Problem description —
Every line from the beginning of the records below up to the one holding "use super::tracer::Tracer;" should be quoted exactly; leave out the rest.

(Collected data)
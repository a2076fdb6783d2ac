use crate::common::Value;
use std::collections::HashMap;
use std::time::{Duration, SystemTime};
use tracing::warn;

use super::span_context::{Parent, SpanContext};
use super::tracer::Tracer;

/// A single timed unit of work in a trace.
///
/// Spans are created through [`Tracer::start_span`] or a [`SpanBuilder`] and
/// completed by calling [`Span::finish`]. A span that goes out of scope
/// unfinished is finished by its destructor, so wrapping work in a span value
/// guarantees completion even on early returns and panics.
///
/// Only the first call to `finish` takes effect: it records the end time and
/// hands a [`CompletedSpan`] snapshot to the tracer's reporting queue exactly
/// once.
#[derive(Debug)]
pub struct Span {
    operation_name: String,
    context: SpanContext,
    start_time: SystemTime,
    end_time: Option<SystemTime>,
    tags: HashMap<String, Value>,
    completion: Option<Tracer>,
}

impl Span {
    pub(crate) fn new(
        operation_name: String,
        context: SpanContext,
        start_time: SystemTime,
        tags: HashMap<String, Value>,
        completion: Option<Tracer>,
    ) -> Self {
        context.materialize_ids();
        Span {
            operation_name,
            context,
            start_time,
            end_time: None,
            tags,
            completion,
        }
    }

    /// The context identifying this span.
    pub fn context(&self) -> &SpanContext {
        &self.context
    }

    /// Mutable access to the context, for the brief window after creation in
    /// which the request layer stamps sampling and service details onto it.
    pub fn context_mut(&mut self) -> &mut SpanContext {
        &mut self.context
    }

    /// The name this span is reported under.
    pub fn operation_name(&self) -> &str {
        &self.operation_name
    }

    /// Overwrite the operation name passed in during construction.
    pub fn set_operation_name(&mut self, new_name: impl Into<String>) {
        self.operation_name = new_name.into();
    }

    /// Shorthand for setting the sampling decision on the span's context.
    pub fn set_sampled(&mut self, sampled: bool) {
        self.context.set_sampled(sampled);
    }

    /// Set the value associated with `tag` on this span, keeping the value
    /// from the last call when the same tag is set multiple times.
    pub fn set_tag(&mut self, tag: impl Into<String>, value: impl Into<Value>) {
        self.tags.insert(tag.into(), value.into());
    }

    /// Read back a tag in its native typed form.
    pub fn tag(&self, tag: &str) -> Option<&Value> {
        self.tags.get(tag)
    }

    /// All tags currently set on the span.
    pub fn tags(&self) -> &HashMap<String, Value> {
        &self.tags
    }

    /// When this span started.
    pub fn start_time(&self) -> SystemTime {
        self.start_time
    }

    /// When this span finished, if it has.
    pub fn end_time(&self) -> Option<SystemTime> {
        self.end_time
    }

    /// How long the unit of work took. Undefined until the span is finished.
    pub fn duration(&self) -> Option<Duration> {
        self.end_time
            .map(|end| end.duration_since(self.start_time).unwrap_or_default())
    }

    /// Whether `finish` has been called.
    pub fn is_finished(&self) -> bool {
        self.end_time.is_some()
    }

    /// Mark this span as finished now.
    ///
    /// Calls after the first are ignored.
    pub fn finish(&mut self) {
        self.finish_at(SystemTime::now());
    }

    /// Mark this span as finished at an explicit end time.
    ///
    /// Calls after the first are ignored.
    pub fn finish_at(&mut self, end_time: SystemTime) {
        if self.end_time.is_some() {
            return;
        }
        self.end_time = Some(end_time);
        if let Some(tracer) = self.completion.take() {
            tracer.complete_span(CompletedSpan {
                operation_name: self.operation_name.clone(),
                context: self.context.clone(),
                start_time: Some(self.start_time),
                end_time: Some(end_time),
                tags: self.tags.clone(),
            });
        }
    }
}

impl Drop for Span {
    fn drop(&mut self) {
        if self.end_time.is_none() {
            if std::thread::panicking() {
                warn!(
                    operation_name = %self.operation_name,
                    trace_id = %self.context.trace_id(),
                    span_id = %self.context.span_id(),
                    "span dropped during unwind; finishing it before reporting"
                );
            }
            self.finish();
        }
    }
}

/// Deferred [`Span`] construction with non-default settings.
#[derive(Debug)]
pub struct SpanBuilder {
    pub(crate) operation_name: String,
    pub(crate) start_time: Option<SystemTime>,
    pub(crate) child_of: Option<Parent>,
    pub(crate) tags: Vec<(String, Value)>,
}

impl SpanBuilder {
    /// Create a builder for a span reported under `operation_name`.
    pub fn new(operation_name: impl Into<String>) -> Self {
        SpanBuilder {
            operation_name: operation_name.into(),
            start_time: None,
            child_of: None,
            tags: Vec::new(),
        }
    }

    /// Use an explicit start time instead of the creation time.
    pub fn with_start_time(mut self, start_time: SystemTime) -> Self {
        self.start_time = Some(start_time);
        self
    }

    /// Name the parent of the new span.
    pub fn with_child_of(mut self, parent: impl Into<Parent>) -> Self {
        self.child_of = Some(parent.into());
        self
    }

    /// Set an initial tag.
    pub fn with_tag(mut self, tag: impl Into<String>, value: impl Into<Value>) -> Self {
        self.tags.push((tag.into(), value.into()));
        self
    }

    /// Create the started span through `tracer`.
    pub fn start(self, tracer: &Tracer) -> Span {
        tracer.build_span(self)
    }
}

/// An immutable snapshot of a finished span, handed to the reporting
/// pipeline.
///
/// Ownership of the reporting side of a span transfers here when `finish`
/// runs; [`Reporter`](crate::reporting::Reporter) implementations consume
/// these.
#[derive(Clone, Debug)]
pub struct CompletedSpan {
    pub(crate) operation_name: String,
    pub(crate) context: SpanContext,
    pub(crate) start_time: Option<SystemTime>,
    pub(crate) end_time: Option<SystemTime>,
    pub(crate) tags: HashMap<String, Value>,
}

impl CompletedSpan {
    /// The name the span is reported under.
    pub fn operation_name(&self) -> &str {
        &self.operation_name
    }

    /// The context the span ran in.
    pub fn context(&self) -> &SpanContext {
        &self.context
    }

    /// When the span started, if a start time was recorded.
    pub fn start_time(&self) -> Option<SystemTime> {
        self.start_time
    }

    /// When the span finished.
    pub fn end_time(&self) -> Option<SystemTime> {
        self.end_time
    }

    /// How long the unit of work took, when both timestamps are present.
    pub fn duration(&self) -> Option<Duration> {
        match (self.start_time, self.end_time) {
            (Some(start), Some(end)) => Some(end.duration_since(start).unwrap_or_default()),
            _ => None,
        }
    }

    /// The span's tags in native typed form.
    pub fn tags(&self) -> &HashMap<String, Value> {
        &self.tags
    }

    /// Read a single tag.
    pub fn tag(&self, tag: &str) -> Option<&Value> {
        self.tags.get(tag)
    }
}

#[cfg(test)]
mod tests {
    use super::*;
    use crate::propagation::SyntaxRegistry;
    use tokio::sync::{mpsc, oneshot};

    fn test_tracer() -> (Tracer, mpsc::UnboundedReceiver<CompletedSpan>) {
        let (tx, rx) = mpsc::unbounded_channel();
        let (_done_tx, done_rx) = oneshot::channel();
        let tracer = Tracer::new("b3".into(), SyntaxRegistry::with_defaults(), tx, done_rx);
        (tracer, rx)
    }

    #[test]
    fn finish_notifies_the_tracer_exactly_once() {
        let (tracer, mut rx) = test_tracer();
        let mut span = tracer.start_span("op");
        span.finish();
        span.finish();

        let completed = rx.try_recv().expect("one completed span");
        assert_eq!(completed.operation_name(), "op");
        assert!(rx.try_recv().is_err());
    }

    #[test]
    fn dropping_an_unfinished_span_finishes_it() {
        let (tracer, mut rx) = test_tracer();
        {
            let mut span = tracer.start_span("scoped");
            span.set_tag("step", 1_i64);
        }

        let completed = rx.try_recv().expect("span completed by drop");
        assert_eq!(completed.operation_name(), "scoped");
        assert!(completed.end_time().is_some());
    }

    #[test]
    fn dropping_a_finished_span_does_not_report_twice() {
        let (tracer, mut rx) = test_tracer();
        {
            let mut span = tracer.start_span("once");
            span.finish();
        }
        assert!(rx.try_recv().is_ok());
        assert!(rx.try_recv().is_err());
    }

    #[test]
    fn duration_is_undefined_until_finished() {
        let (tracer, _rx) = test_tracer();
        let mut span = tracer.start_span("op");
        assert!(span.duration().is_none());
        span.finish();
        assert!(span.duration().is_some());
    }

    #[test]
    fn explicit_timestamps_drive_duration() {
        let (tracer, mut rx) = test_tracer();
        let start = SystemTime::UNIX_EPOCH + Duration::from_secs(100);
        let mut span = SpanBuilder::new("timed")
            .with_start_time(start)
            .start(&tracer);
        span.finish_at(start + Duration::from_millis(150));

        assert_eq!(span.duration(), Some(Duration::from_millis(150)));
        let completed = rx.try_recv().unwrap();
        assert_eq!(completed.duration(), Some(Duration::from_millis(150)));
    }

    #[test]
    fn tags_keep_the_last_written_value() {
        let (tracer, _rx) = test_tracer();
        let mut span = tracer.start_span("op");
        span.set_tag("status", 200_i64);
        span.set_tag("status", 500_i64);
        assert_eq!(span.tag("status"), Some(&Value::I64(500)));
    }

    #[test]
    fn tags_round_trip_native_types() {
        let (tracer, _rx) = test_tracer();
        let mut span = tracer.start_span("op");
        span.set_tag("flag", true);
        span.set_tag("count", 3_i64);
        span.set_tag("ratio", 0.5);
        span.set_tag("label", "blue");

        assert_eq!(span.tag("flag"), Some(&Value::Bool(true)));
        assert_eq!(span.tag("count"), Some(&Value::I64(3)));
        assert_eq!(span.tag("ratio"), Some(&Value::F64(0.5)));
        assert_eq!(span.tag("label"), Some(&Value::String("blue".into())));
    }

    #[test]
    fn operation_name_can_be_replaced() {
        let (tracer, mut rx) = test_tracer();
        let mut span = tracer.start_span("draft");
        span.set_operation_name("final");
        span.finish();
        assert_eq!(rx.try_recv().unwrap().operation_name(), "final");
    }

    #[test]
    fn completed_span_carries_the_context_identity() {
        let (tracer, mut rx) = test_tracer();
        let mut span = tracer.start_span("op");
        let trace_id = span.context().trace_id().to_owned();
        span.finish();

        let completed = rx.try_recv().unwrap();
        assert_eq!(completed.context().trace_id(), trace_id);
    }
}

Answer to the problem —
repository a2076fdb6783d2ac
use crate::common::Value;
use std::collections::HashMap;
use std::time::{Duration, SystemTime};
use tracing::warn;

use super::span_context::{Parent, SpanContext};
use super::tracer::Tracer;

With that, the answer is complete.